Identification and validation of the pivotal role of MANF gene in pancreatic β-cell aging using bioinformatics

Pancreatic β-cells are essential for maintaining endocrine function, and their age-related decline is strongly associated with Insulin resistance and an increased risk of developing diabetes. By integrating cross-species bioinformatics analyses (single-cell RNA-seq data from young and aged cynomolgus macaques and microarray data from young and old mouse pancreatic β-cells), we identified mesencephalic astrocyte-derived neurotrophic factor (MANF), an endoplasmic reticulum (ER) stress-related gene, as a key regulator of β-cell aging. Using a d-galactose (D-gal)-induced aging mouse model (400 mg/kg/day for 10 weeks) and H₂O₂ (300 μM)-treated MIN6 cells, we demonstrated that MANF expression was downregulated in the aging models, which also exhibited elevated levels of cyclin-dependent kinase inhibitor P21, Insulin resistance, impaired glucose tolerance, and decreased Insulin secretion. Notably, administration of human recombinant MANF (hrMANF) (0.7 mg/kg, three times/week) reversed the Insulin resistance, improved glucose tolerance and Insulin secretion. Our study is the first to establish MANF as a guardian of β-cell proteostasis during aging, thus offering a novel therapeutic avenue for diabetes by targeting β-cell senescence.
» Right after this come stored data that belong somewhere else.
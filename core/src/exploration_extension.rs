//! Exploration: digging opens up new ground.
//!
//! Every `dirt_per_discovery` units of dirt in stock unlock one discovery
//! from a fixed catalogue. The discovery is picked from this extension's
//! RNG stream, appended to the map, connected to the origin, and its
//! resource is initialised. Publishes `tile_discovered`.
//!
//! Progress is read back from the map itself (catalogue tiles already
//! present), so nothing is lost across restarts. A summary is kept in
//! `meta.exploration` for viewers.
//!
//! Listens to: tick.

use crate::{
    bus::{EventBus, HandlerResult, Outbox},
    config::ExplorationConfig,
    event::topic,
    extension::Extension,
    rng::{ExtensionSlot, RngBank},
    store::StateStore,
    types::Tick,
    world::{Tile, World, ORIGIN_TILE},
};
use serde_json::{json, Value};

pub const ID: &str = "exploration";
pub const TILE_DISCOVERED: &str = "tile_discovered";

pub struct Discovery {
    pub id:          &'static str,
    pub name:        &'static str,
    pub kind:        &'static str,
    pub x:           i64,
    pub y:           i64,
    pub resource:    &'static str,
    pub description: &'static str,
}

pub static DISCOVERIES: [Discovery; 5] = [
    Discovery {
        id: "crystal_cave", name: "Crystal Cave", kind: "resource", x: 2, y: 0,
        resource: "crystals", description: "Strange formations glitter in the dark",
    },
    Discovery {
        id: "water_source", name: "Underground Spring", kind: "resource", x: 0, y: -1,
        resource: "water", description: "Clean water seeps from the rock",
    },
    Discovery {
        id: "bone_pit", name: "Ancient Bones", kind: "mystery", x: -2, y: 0,
        resource: "bones", description: "The remains of something large",
    },
    Discovery {
        id: "root_network", name: "Root Network", kind: "organic", x: 0, y: 2,
        resource: "sap", description: "Thick roots from the surface, dripping with sap",
    },
    Discovery {
        id: "ore_vein", name: "Glittering Vein", kind: "resource", x: -1, y: -1,
        resource: "ore", description: "Veins of copper and gold thread through the stone",
    },
];

pub struct ExplorationExtension {
    store:  StateStore,
    config: ExplorationConfig,
    rng:    RngBank,
}

impl ExplorationExtension {
    pub fn new(store: StateStore, config: ExplorationConfig, seed: u64) -> Self {
        Self { store, config, rng: RngBank::new(seed) }
    }
}

impl Extension for ExplorationExtension {
    fn id(&self) -> &'static str { ID }

    fn register(&mut self, bus: &mut EventBus, world: &World) -> anyhow::Result<()> {
        if self.config.dirt_per_discovery <= 0.0 || !self.config.dirt_per_discovery.is_finite() {
            anyhow::bail!(
                "dirt_per_discovery must be positive, got {}",
                self.config.dirt_per_discovery
            );
        }

        let known = DISCOVERIES.iter().filter(|d| world.map.tiles.contains_key(d.id)).count();
        log::info!("exploration: {known}/{} discoveries already claimed", DISCOVERIES.len());

        let store = self.store.clone();
        let config = self.config.clone();
        let rng = self.rng;
        bus.register(topic::TICK, ID, move |payload, outbox| {
            on_tick(&store, &config, rng, payload, outbox)
        });
        Ok(())
    }
}

fn on_tick(
    store:   &StateStore,
    config:  &ExplorationConfig,
    rng:     RngBank,
    payload: &Value,
    outbox:  &mut Outbox,
) -> HandlerResult {
    let dirt = payload["resources"]["dirt"].as_f64().unwrap_or(0.0);
    let allowed = (dirt / config.dirt_per_discovery).floor() as usize;
    let claimed = DISCOVERIES
        .iter()
        .filter(|d| payload["map"]["tiles"].get(d.id).is_some())
        .count();
    if allowed <= claimed {
        return Ok(None);
    }

    let mut world = store.load();
    let available: Vec<&Discovery> = DISCOVERIES
        .iter()
        .filter(|d| !world.map.tiles.contains_key(d.id))
        .collect();
    let tick = world.tick;
    let Some(discovery) = rng.at(ExtensionSlot::Exploration, tick).pick(&available).copied()
    else {
        return Ok(None);
    };

    claim(&mut world, discovery, tick)?;
    store.save(&mut world)?;

    log::info!("tick={tick} exploration: claimed {}", discovery.name);
    outbox.emit(TILE_DISCOVERED, json!({
        "tile_id": discovery.id,
        "name": discovery.name,
        "resource": discovery.resource,
        "tick": tick,
    }));
    Ok(Some(json!({ "discovered": discovery.id })))
}

/// Append the discovery's tile and record it under `meta.exploration`.
pub fn claim(world: &mut World, discovery: &Discovery, tick: Tick) -> anyhow::Result<()> {
    let mut tile = Tile::new(discovery.name, discovery.kind, discovery.x, discovery.y);
    tile.attributes.insert("resource".into(), json!(discovery.resource));
    tile.attributes.insert("description".into(), json!(discovery.description));
    world.add_tile(discovery.id, tile, Some(ORIGIN_TILE))?;
    world.resources.ensure(discovery.resource);

    let record = world
        .meta
        .entry(ID)
        .or_insert_with(|| json!({ "discovered": [] }));
    if !record.is_object() {
        *record = json!({ "discovered": [] });
    }
    if let Some(found) = record["discovered"].as_array_mut() {
        found.push(json!(discovery.id));
    } else {
        record["discovered"] = json!([discovery.id]);
    }
    record["last_discovery_tick"] = json!(tick);
    Ok(())
}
It's a finding with high clinical relevance for aging populations, as it directly addresses the critical reasons for age-related diabetes progression and provides a strategy to preserve β-cell function and reverse aging-related diabetes in older adults.

Aging; Bioinformatics; Mesencephalic astrocyte-derived neurotrophic factor; Pancreatic islet β-cells.